ASSIGNED TASK: Write out each record below, word for word.
━━━━━━━━━━━━━━━━
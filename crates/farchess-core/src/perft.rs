//! Exhaustive move-count test harness, generalized from a fixed-board perft
//! to walk every legal move of every active piece regardless of board size.

use crate::board::Board;
use crate::exec::{build_move, make_move, rewind_move};
use crate::movegen::{calculate, MovesetQuery};
use crate::piece::Piece;
use crate::raw_type::RawType;

/// Count leaf nodes reachable in exactly `depth` plies from `board`'s
/// current position, mutating `board` via make/unmake rather than cloning.
pub fn perft(board: &mut Board, depth: u32) -> u64 {
    if depth == 0 {
        return 1;
    }

    let color = board.turn();
    let pieces: Vec<Piece> = board.pieces_of(color).copied().collect();
    let mut nodes = 0u64;

    for piece in pieces {
        let generated = calculate(board, &piece, MovesetQuery::default());
        for candidate in generated.all_candidates() {
            let promotions: Vec<Option<RawType>> = if candidate.promote_trigger {
                board.rules().promotions_allowed_for(color).iter().map(|&rt| Some(rt)).collect()
            } else {
                vec![None]
            };
            for promotion in promotions {
                let mv = build_move(board, &piece, &candidate, promotion);
                make_move(board, mv).expect("internally generated move is always synced");
                nodes += perft(board, depth - 1);
                rewind_move(board).expect("rewind of the move just made cannot fail");
            }
        }
    }

    nodes
}

#[cfg(test)]
mod tests {
    use super::*;

    #[test]
    fn depth_zero_is_one_leaf() {
        let mut board = Board::starting_position();
        assert_eq!(perft(&mut board, 0), 1);
    }

    #[test]
    fn starting_position_depth_one_has_twenty_moves() {
        let mut board = Board::starting_position();
        assert_eq!(perft(&mut board, 1), 20);
    }

    #[test]
    fn starting_position_depth_two_matches_known_value() {
        let mut board = Board::starting_position();
        assert_eq!(perft(&mut board, 2), 400);
    }
}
━━━━━━━━━━━━━━━━
EXERCISE ANSWER:
filename crates/farchess-core/src/perft.rs
//! Exhaustive move-count test harness, generalized from a fixed-board perft
//! to walk every legal move of every active piece regardless of board size.

use crate::board::Board;
use crate::exec::{build_move, make_move, rewind_move};
use crate::movegen::{calculate, MovesetQuery};
use crate::piece::Piece;
use crate::raw_type::RawType;

/// Count leaf nodes reachable in exactly `depth` plies from `board`'s
/// current position, mutating `board` via make/unmake rather than cloning.
pub fn perft(board: &mut Board, depth: u32) -> u64 {
    if depth == 0 {
        return 1;
    }

    let color = board.turn();
    let pieces: Vec<Piece> = board.pieces_of(color).copied().collect();
    let mut nodes = 0u64;

    for piece in pieces {
        let generated = calculate(board, &piece, MovesetQuery::default());
        for candidate in generated.all_candidates() {
            let promotions: Vec<Option<RawType>> = if candidate.promote_trigger {
                board.rules().promotions_allowed_for(color).iter().map(|&rt| Some(rt)).collect()
            } else {
                vec![None]
            };
            for promotion in promotions {
                let mv = build_move(board, &piece, &candidate, promotion);
                make_move(board, mv).expect("internally generated move is always synced");
                nodes += perft(board, depth - 1);
                rewind_move(board).expect("rewind of the move just made cannot fail");
            }
        }
    }

    nodes
}

#[cfg(test)]
mod tests {
    use super::*;

    #[test]
    fn depth_zero_is_one_leaf() {
        let mut board = Board::starting_position();
        assert_eq!(perft(&mut board, 0), 1);
    }

    #[test]
    fn starting_position_depth_one_has_twenty_moves() {
        let mut board = Board::starting_position();
        assert_eq!(perft(&mut board, 1), 20);
    }

    #[test]
    fn starting_position_depth_two_matches_known_value() {
        let mut board = Board::starting_position();
        assert_eq!(perft(&mut board, 2), 400);
    }
}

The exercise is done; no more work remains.